The expression “Beware Greeks bearing gifts” as been attributed to the story of the wooden horse of Troy, used by the Greeks to trick their way into the city. It is recorded in Virgil’s Aeneid, Book 2, 19 BC:
“Do not trust the horse, Trojans. Whatever it is, I fear the Greeks even when they bring gifts.”
The Trojan horse in question was received as a parting gift and welcomed, the Trojans unaware that the belly of the beast was filled with armed soldiers who would destroy the city of Troy.
Some gifts closer to home require the same scrutiny. Consider family loans. Even when clearly documented as a loan, there is a tendency to presume that the loan is “really” a gift.

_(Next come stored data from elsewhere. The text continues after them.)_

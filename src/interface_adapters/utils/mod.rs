pub mod ids;
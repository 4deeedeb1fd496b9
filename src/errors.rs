//! General error types for the parser

use std::fmt::{Display, Formatter};

use crate::coords::Coords;

/// Global result type used throughout the parser stages
pub type ParserResult<T> = Result<T, ParserError>;

/// A global enumeration of error codes
#[derive(Debug, Copy, Clone, PartialEq, Eq)]
pub enum ParserErrorDetails {
    /// The input was empty or contained nothing but whitespace
    ExpectValue,
    /// The lookahead or the number grammar didn't match any known value
    InvalidValue,
    /// A complete value was followed by further non-whitespace content
    RootNotSingular,
    /// A syntactically valid number fell outside the range of an `f64`
    NumberTooBig,
    /// A file couldn't be opened for parsing
    InvalidFile,
    /// The supplied bytes couldn't be decoded using the selected encoding
    NonUtf8InputDetected,
}

impl ParserErrorDetails {
    /// The conventional status name for each error
    pub fn status(&self) -> &'static str {
        match self {
            ParserErrorDetails::ExpectValue => "EXPECT_VALUE",
            ParserErrorDetails::InvalidValue => "INVALID_VALUE",
            ParserErrorDetails::RootNotSingular => "ROOT_NOT_SINGULAR",
            ParserErrorDetails::NumberTooBig => "NUMBER_TOO_BIG",
            ParserErrorDetails::InvalidFile => "INVALID_FILE",
            ParserErrorDetails::NonUtf8InputDetected => "NON_UTF8_INPUT",
        }
    }
}

impl Display for ParserErrorDetails {
    fn fmt(&self, f: &mut Formatter<'_>) -> std::fmt::Result {
        match self {
            ParserErrorDetails::ExpectValue => write!(f, "expected a value"),
            ParserErrorDetails::InvalidValue => write!(f, "invalid value"),
            ParserErrorDetails::RootNotSingular => {
                write!(f, "unexpected content after the root value")
            }
            ParserErrorDetails::NumberTooBig => write!(f, "number too big"),
            ParserErrorDetails::InvalidFile => write!(f, "invalid file"),
            ParserErrorDetails::NonUtf8InputDetected => write!(f, "undecodable input"),
        }
    }
}

/// The general error structure
#[derive(Debug, Copy, Clone, PartialEq)]
pub struct ParserError {
    /// The global error code for the error
    pub details: ParserErrorDetails,
    /// Optional parser coordinates
    pub coords: Option<Coords>,
}

impl Display for ParserError {
    fn fmt(&self, f: &mut Formatter<'_>) -> std::fmt::Result {
        match self.coords {
            Some(coords) => write!(
                f,
                "{} ({}) at {}",
                self.details,
                self.details.status(),
                coords
            ),
            None => write!(f, "{} ({})", self.details, self.details.status()),
        }
    }
}

impl std::error::Error for ParserError {}

#[macro_export]
macro_rules! parser_error {
    ($details: expr, $coords: expr) => {
        Err($crate::errors::ParserError {
            details: $details,
            coords: Some($coords),
        })
    };
    ($details: expr) => {
        Err($crate::errors::ParserError {
            details: $details,
            coords: None,
        })
    };
}
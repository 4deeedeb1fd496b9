//! Numeric handling. Validation of the JSON number grammar is carried out by a small DFA
//! *before* any conversion takes place, given that fast_float will happily accept forms that
//! JSON doesn't allow (leading '+', multiple leading zeros, bare '.5' etc...).
//!
//! The grammar is the usual one:
//!
//! ```text
//! number = [ "-" ] int [ frac ] [ exp ]
//! int    = "0" / digit1-9 *digit
//! frac   = "." 1*digit
//! exp    = ("e" / "E") ["-" / "+"] 1*digit
//! ```
use crate::errors::ParserErrorDetails;

/// Positions within the number grammar
#[derive(Debug, Copy, Clone, PartialEq, Eq)]
pub enum NumberState {
    /// Nothing consumed yet
    Start,
    /// A leading minus sign
    LeadingNegative,
    /// A single leading zero, which can only be followed by a fraction or an exponent
    LeadingZero,
    /// The first digit (1-9) of the integer part
    LeadingDigit,
    /// Subsequent digits of the integer part
    IntDigit,
    /// The decimal point
    Dot,
    /// Digits of the fractional part
    FracDigit,
    /// The exponent marker ('e' or 'E')
    Exp,
    /// The sign of the exponent
    ExpSign,
    /// Digits of the exponent
    ExpDigit,
}

/// The outcome of feeding a single byte into a [NumberState]
#[derive(Debug, Copy, Clone, PartialEq, Eq)]
pub enum Transition {
    /// Move to the given state
    To(NumberState),
    /// A leading zero followed by something other than a fraction or exponent. The zero is a
    /// complete number in its own right, but whatever follows it can't be part of it
    Stop,
    /// No rule exists for the byte
    Reject,
}

impl NumberState {
    /// The transition function for the DFA
    pub fn next(self, byte: u8) -> Transition {
        use NumberState::*;
        use Transition::*;
        match (self, byte) {
            (Start, b'-') => To(LeadingNegative),
            (Start | LeadingNegative, b'0') => To(LeadingZero),
            (Start | LeadingNegative, b'1'..=b'9') => To(LeadingDigit),
            (LeadingZero | LeadingDigit | IntDigit, b'.') => To(Dot),
            (LeadingZero | LeadingDigit | IntDigit | FracDigit, b'e' | b'E') => To(Exp),
            (LeadingZero, _) => Stop,
            (LeadingDigit | IntDigit, b'0'..=b'9') => To(IntDigit),
            (Dot | FracDigit, b'0'..=b'9') => To(FracDigit),
            (Exp, b'+' | b'-') => To(ExpSign),
            (Exp | ExpSign | ExpDigit, b'0'..=b'9') => To(ExpDigit),
            _ => Reject,
        }
    }

    /// Is it syntactically complete to stop in this state?
    pub fn is_accepting(self) -> bool {
        matches!(
            self,
            NumberState::LeadingZero
                | NumberState::LeadingDigit
                | NumberState::FracDigit
                | NumberState::ExpDigit
        )
    }
}

/// Controls how far the validator scans
#[derive(Debug, Copy, Clone, PartialEq, Eq, Default)]
pub enum NumberScan {
    /// The whole of the remaining input must form a single number. A leading zero followed
    /// by anything else is reported as [ParserErrorDetails::RootNotSingular], any other
    /// stray byte as [ParserErrorDetails::InvalidValue]
    #[default]
    ToEndOfInput,
    /// The number is the longest valid prefix of the remaining input, and whatever follows
    /// is left for the caller to deal with
    Prefix,
}

/// Check that `input` starts with a valid JSON number, returning the length in bytes of the
/// span that makes up the number. Nothing is consumed.
pub fn validate(input: &[u8], scan: NumberScan) -> Result<usize, ParserErrorDetails> {
    let mut state = NumberState::Start;
    for (index, b) in input.iter().enumerate() {
        match (state.next(*b), scan) {
            (Transition::To(next), _) => state = next,
            (Transition::Stop, NumberScan::ToEndOfInput) => {
                return Err(ParserErrorDetails::RootNotSingular)
            }
            (Transition::Reject, NumberScan::ToEndOfInput) => {
                return Err(ParserErrorDetails::InvalidValue)
            }
            (Transition::Stop, NumberScan::Prefix) => return Ok(index),
            (Transition::Reject, NumberScan::Prefix) => {
                return if state.is_accepting() {
                    Ok(index)
                } else {
                    Err(ParserErrorDetails::InvalidValue)
                };
            }
        }
    }
    if state.is_accepting() {
        Ok(input.len())
    } else {
        Err(ParserErrorDetails::InvalidValue)
    }
}

/// Convert a validated span into an `f64`, returning the value along with the number of bytes
/// consumed. Out of range values are reported as [ParserErrorDetails::NumberTooBig].
pub fn convert(span: &[u8]) -> Result<(f64, usize), ParserErrorDetails> {
    match fast_float::parse_partial::<f64, _>(span) {
        Ok((_, 0)) | Err(_) => Err(ParserErrorDetails::InvalidValue),
        Ok((value, _)) if value.is_infinite() => Err(ParserErrorDetails::NumberTooBig),
        Ok((value, consumed)) => Ok((value, consumed)),
    }
}

#[cfg(test)]
mod tests {
    use crate::errors::ParserErrorDetails;
    use crate::number::{convert, validate, NumberScan, NumberState, Transition};

    #[test]
    fn should_follow_the_integer_transitions() {
        assert_eq!(
            NumberState::Start.next(b'-'),
            Transition::To(NumberState::LeadingNegative)
        );
        assert_eq!(
            NumberState::Start.next(b'0'),
            Transition::To(NumberState::LeadingZero)
        );
        assert_eq!(
            NumberState::LeadingNegative.next(b'7'),
            Transition::To(NumberState::LeadingDigit)
        );
        assert_eq!(
            NumberState::LeadingDigit.next(b'0'),
            Transition::To(NumberState::IntDigit)
        );
        assert_eq!(
            NumberState::IntDigit.next(b'9'),
            Transition::To(NumberState::IntDigit)
        );
    }

    #[test]
    fn should_follow_the_fraction_and_exponent_transitions() {
        assert_eq!(
            NumberState::LeadingZero.next(b'.'),
            Transition::To(NumberState::Dot)
        );
        assert_eq!(
            NumberState::Dot.next(b'3'),
            Transition::To(NumberState::FracDigit)
        );
        assert_eq!(
            NumberState::FracDigit.next(b'E'),
            Transition::To(NumberState::Exp)
        );
        assert_eq!(
            NumberState::Exp.next(b'+'),
            Transition::To(NumberState::ExpSign)
        );
        assert_eq!(
            NumberState::Exp.next(b'4'),
            Transition::To(NumberState::ExpDigit)
        );
        assert_eq!(
            NumberState::ExpSign.next(b'0'),
            Transition::To(NumberState::ExpDigit)
        );
        assert_eq!(
            NumberState::ExpDigit.next(b'1'),
            Transition::To(NumberState::ExpDigit)
        );
    }

    #[test]
    fn should_reject_bytes_without_a_rule() {
        assert_eq!(NumberState::Start.next(b'.'), Transition::Reject);
        assert_eq!(NumberState::Start.next(b'+'), Transition::Reject);
        assert_eq!(NumberState::LeadingNegative.next(b'-'), Transition::Reject);
        assert_eq!(NumberState::Dot.next(b'e'), Transition::Reject);
        assert_eq!(NumberState::FracDigit.next(b'.'), Transition::Reject);
        assert_eq!(NumberState::Exp.next(b'e'), Transition::Reject);
        assert_eq!(NumberState::ExpSign.next(b'-'), Transition::Reject);
        assert_eq!(NumberState::ExpDigit.next(b'.'), Transition::Reject);
        assert_eq!(NumberState::IntDigit.next(b' '), Transition::Reject);
    }

    #[test]
    fn should_stop_after_a_leading_zero() {
        assert_eq!(NumberState::LeadingZero.next(b'1'), Transition::Stop);
        assert_eq!(NumberState::LeadingZero.next(b'x'), Transition::Stop);
        assert_eq!(NumberState::LeadingZero.next(b' '), Transition::Stop);
    }

    #[test]
    fn should_only_accept_complete_states() {
        assert!(NumberState::LeadingZero.is_accepting());
        assert!(NumberState::LeadingDigit.is_accepting());
        assert!(NumberState::FracDigit.is_accepting());
        assert!(NumberState::ExpDigit.is_accepting());
        assert!(!NumberState::Start.is_accepting());
        assert!(!NumberState::LeadingNegative.is_accepting());
        assert!(!NumberState::Dot.is_accepting());
        assert!(!NumberState::Exp.is_accepting());
        assert!(!NumberState::ExpSign.is_accepting());
    }

    #[test]
    fn should_validate_the_whole_input() {
        let scan = NumberScan::ToEndOfInput;
        assert_eq!(validate(b"0", scan), Ok(1));
        assert_eq!(validate(b"-1.5e+10", scan), Ok(8));
        assert_eq!(validate(b"0123", scan), Err(ParserErrorDetails::RootNotSingular));
        assert_eq!(validate(b"0x0", scan), Err(ParserErrorDetails::RootNotSingular));
        assert_eq!(validate(b"1e", scan), Err(ParserErrorDetails::InvalidValue));
        assert_eq!(validate(b"1.", scan), Err(ParserErrorDetails::InvalidValue));
        assert_eq!(validate(b".5", scan), Err(ParserErrorDetails::InvalidValue));
        assert_eq!(validate(b"-", scan), Err(ParserErrorDetails::InvalidValue));
        assert_eq!(validate(b"12 ", scan), Err(ParserErrorDetails::InvalidValue));
    }

    #[test]
    fn should_validate_a_prefix() {
        let scan = NumberScan::Prefix;
        assert_eq!(validate(b"0123", scan), Ok(1));
        assert_eq!(validate(b"12 ", scan), Ok(2));
        assert_eq!(validate(b"1.25x", scan), Ok(4));
        assert_eq!(validate(b"3e7,", scan), Ok(3));
        assert_eq!(validate(b"1e", scan), Err(ParserErrorDetails::InvalidValue));
        assert_eq!(validate(b"1.x", scan), Err(ParserErrorDetails::InvalidValue));
        assert_eq!(validate(b"x", scan), Err(ParserErrorDetails::InvalidValue));
    }

    #[test]
    fn should_convert_validated_spans() {
        assert_eq!(convert(b"1.5"), Ok((1.5, 3)));
        assert_eq!(convert(b"-0"), Ok((-0.0, 2)));
        assert_eq!(convert(b"1E-10"), Ok((1e-10, 5)));
    }

    #[test]
    fn should_detect_overflow() {
        assert_eq!(convert(b"1e400"), Err(ParserErrorDetails::NumberTooBig));
        assert_eq!(convert(b"-1e309"), Err(ParserErrorDetails::NumberTooBig));
    }

    #[test]
    fn should_underflow_to_zero() {
        assert_eq!(convert(b"1e-400"), Ok((0.0, 6)));
    }

    #[test]
    fn should_fail_when_nothing_is_consumed() {
        assert_eq!(convert(b""), Err(ParserErrorDetails::InvalidValue));
        assert_eq!(convert(b"x"), Err(ParserErrorDetails::InvalidValue));
    }
}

Mulligan v Rhodes is an example of this phenomenon. Mrs Mulligan made a substantial loan advance to her daughter and husband who were experiencing financial difficulties. Seven years later the couple separated and Mrs Mulligan called up the loan and when payment was not forthcoming obtained summary judgment. Her son-in-law then applied to have the judgment stayed or set aside on the basis that it was really a gift. Arguments advanced included:
- no demand was made until the marriage ended
- Mr and Mrs Rhodes had been married for 35 years when the loan was made
- the loan was for more than Mr and Mrs Rhodes’ debts – Mr Rhode contending that his foolish utilisation of the loan advance not applied to repay debts owing to third parties was consistent with the parties treating the loan as a gift
- it wasn’t fair as the repaid funds would then be paid to Mrs Rhodes who supported her mother’s application
- the deed of debt was a sham
The court disagreed. Had the transaction not been documented, the court might have been more minded to consider the nature of the transaction. However, the point was moot because the transaction was in fact documented. The argument of sham failed because it would have been necessary to show that all parties intended to structure a gift as a loan to presumably “hoodwink” Inland Revenue an avoid gift duty that would otherwise have applied at the time.
The case is a sensible reminder of the need to appreciate that the legal form adopted will likely be the legal form applied to an arrangement. It is not open to parties to revisit the documentation later when it is enforced.